Recent harder-edged pieces have included a retrospective look at a bizarre murder case in Laguna Niguel and the growing trade between Orange County and China. Upcoming issues will include articles on “Being Black in Orange County” and “Blue-Collar Men Married to White-Collar Women.”

Although the typical Orange Coast reader apparently does not tremble at either the $2.95 cover price or the $18 annual subscription tab, Ko says the business is not a publishing cash machine. “We may look prosperous, but we’re operating on a shoestring,” she said.

The shoestring is getting longer, however.

In June, 1976, when Toni Tuso bought a majority interest in the magazine from Ron Guccione, brother of Penthouse Publisher Bob Guccione, advertising billings totaled $9,000 for the month. Ko won’t disclose the billings today, but the staff has grown from four to 30 and the magazine has moved four times since its birth, each time to larger quarters. Its current home in Costa Mesa near John Wayne Airport has balcony offices for its art and editorial departments overlooking its main office floor, which sports enough plants to qualify as a botanic garden.
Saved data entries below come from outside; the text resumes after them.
//! Tab dispatch table.

mod placeholder;
mod radio;

use std::collections::HashMap;

use crate::action::TabId;
use crate::component::TabView;

use placeholder::PlaceholderTab;
use radio::RadioTab;

/// One view per `TabId`.  Exhaustive: adding a tab without a view fails to
/// compile here.
pub fn build_tabs() -> HashMap<TabId, Box<dyn TabView>> {
    TabId::ALL
        .into_iter()
        .map(|id| {
            let view: Box<dyn TabView> = match id {
                TabId::Radio => Box::new(RadioTab::new()),
                TabId::Stat | TabId::Inv | TabId::Data | TabId::Map => Box::new(PlaceholderTab::new(id)),
            };
            (id, view)
        })
        .collect()
}
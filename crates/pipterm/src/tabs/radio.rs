//! RADIO tab: station list on the left, oscilloscope and now-playing line on
//! the right.

use ratatui::crossterm::event::{KeyCode, KeyEvent};
use ratatui::{
    layout::{Constraint, Direction, Layout, Rect},
    text::{Line, Span},
    widgets::{Block, Chart, Dataset, List, ListItem, ListState, Paragraph},
    Frame,
};

use pipterm_core::scheduler::{NowPlaying, SchedulerPhase};
use pipterm_core::RadioSnapshot;

use crate::action::{Action, TabId};
use crate::component::{RenderContext, TabView};
use crate::scope::{oscilloscope::Oscilloscope, DataSet, Dimension, GraphConfig};
use crate::theme;

const ACTIVE_DOT: &str = "●";

pub struct RadioTab {
    list_state: ListState,
    graph_cfg: GraphConfig,
}

impl RadioTab {
    pub fn new() -> Self {
        Self {
            list_state: ListState::default(),
            graph_cfg: GraphConfig {
                trace_color: theme::C_PRIMARY,
                axis_color: theme::C_AXIS,
                ..GraphConfig::default()
            },
        }
    }

    fn draw_stations(&mut self, frame: &mut Frame, area: Rect, radio: &RadioSnapshot) {
        let block = Block::bordered()
            .border_style(theme::style_border())
            .title(Line::styled(" STATIONS ", theme::style_default()));

        if radio.stations.is_empty() {
            let msg = if radio.loading {
                "Scanning for stations…"
            } else {
                "No stations found"
            };
            frame.render_widget(
                Paragraph::new(Line::styled(msg, theme::style_muted())).block(block),
                area,
            );
            return;
        }

        let items: Vec<ListItem> = radio
            .stations
            .iter()
            .enumerate()
            .map(|(i, name)| ListItem::new(station_line(i, name, radio)))
            .collect();

        let selected = radio.selection.selected_index.min(radio.stations.len() - 1);
        self.list_state.select(Some(selected));
        let list = List::new(items)
            .block(block)
            .style(theme::style_secondary())
            .highlight_style(theme::style_selected());
        frame.render_stateful_widget(list, area, &mut self.list_state);
    }

    fn draw_scope(&self, frame: &mut Frame, area: Rect, waveform: &[f32]) {
        let scope = Oscilloscope::new(waveform.len());
        let mut sets = scope.references(&self.graph_cfg);
        sets.push(scope.process(&self.graph_cfg, waveform));
        let datasets: Vec<Dataset> = sets.iter().map(|ds: &DataSet| ds.into()).collect();

        let chart = Chart::new(datasets)
            .block(Block::bordered().border_style(theme::style_border()))
            .x_axis(scope.axis(&self.graph_cfg, Dimension::X))
            .y_axis(scope.axis(&self.graph_cfg, Dimension::Y));
        frame.render_widget(chart, area);
    }
}

/// `  name` or `● name`; the dot dims while the cursor sits on its row.
fn station_line<'a>(index: usize, name: &'a str, radio: &RadioSnapshot) -> Line<'a> {
    let sel = &radio.selection;
    let on_air = sel.playing && sel.active_index == Some(index);
    let marker = if !on_air {
        Span::raw("  ")
    } else if sel.selected_index == index {
        Span::styled(format!("{} ", ACTIVE_DOT), theme::style_secondary())
    } else {
        Span::styled(format!("{} ", ACTIVE_DOT), theme::style_default())
    };
    Line::from(vec![marker, Span::raw(name)])
}

/// `m:ss`
pub fn fmt_clock(ms: u64) -> String {
    let secs = ms / 1000;
    format!("{}:{:02}", secs / 60, secs % 60)
}

pub fn now_playing_text(np: &NowPlaying) -> String {
    match np.phase {
        SchedulerPhase::Idle => "Radio off".to_string(),
        SchedulerPhase::Resolving => "Tuning…".to_string(),
        SchedulerPhase::Playing | SchedulerPhase::Advancing => {
            let title = np
                .track
                .as_deref()
                .and_then(|p| p.file_stem())
                .map(|s| s.to_string_lossy().into_owned())
                .unwrap_or_default();
            format!(
                "{}  {} / {}",
                title,
                fmt_clock(np.offset_ms),
                fmt_clock(np.duration_ms)
            )
        }
    }
}

impl TabView for RadioTab {
    fn id(&self) -> TabId {
        TabId::Radio
    }

    fn handle_key(&mut self, key: KeyEvent) -> Vec<Action> {
        match key.code {
            KeyCode::Up | KeyCode::Char('k') => vec![Action::SelectUp],
            KeyCode::Down | KeyCode::Char('j') => vec![Action::SelectDown],
            KeyCode::Enter | KeyCode::Char(' ') => vec![Action::Select],
            _ => Vec::new(),
        }
    }

    fn draw(&mut self, frame: &mut Frame, area: Rect, ctx: &RenderContext) {
        let cols = Layout::default()
            .direction(Direction::Horizontal)
            .constraints([Constraint::Percentage(40), Constraint::Percentage(60)])
            .split(area);
        self.draw_stations(frame, cols[0], &ctx.radio);

        let right = Layout::default()
            .direction(Direction::Vertical)
            .constraints([Constraint::Min(3), Constraint::Length(1)])
            .split(cols[1]);
        self.draw_scope(frame, right[0], &ctx.waveform);

        let mut spans = Vec::new();
        if let Some(station) = &ctx.radio.now_playing.station {
            spans.push(Span::styled(format!("{}  ", station), theme::style_default()));
        }
        spans.push(Span::styled(
            now_playing_text(&ctx.radio.now_playing),
            theme::style_secondary(),
        ));
        frame.render_widget(Paragraph::new(Line::from(spans)), right[1]);
    }
}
Even Janitorial Work But the early days are an enduring memory for Ko, who joined the magazine as an ad saleswoman the day Tuso bought the magazine. She recalled hurrying to collect from advertisers for one issue so there would be funds for the next. In those days, Ko and Tuso sold advertising, pasted up the pages, dashed around to make collections and did the janitorial work.

“There were some real lean years,” said Ko, a professional hula dancer and actress who became publisher two years ago when Tuso sold her majority stake in the magazine to Orange County builder J. Wayne Stewart.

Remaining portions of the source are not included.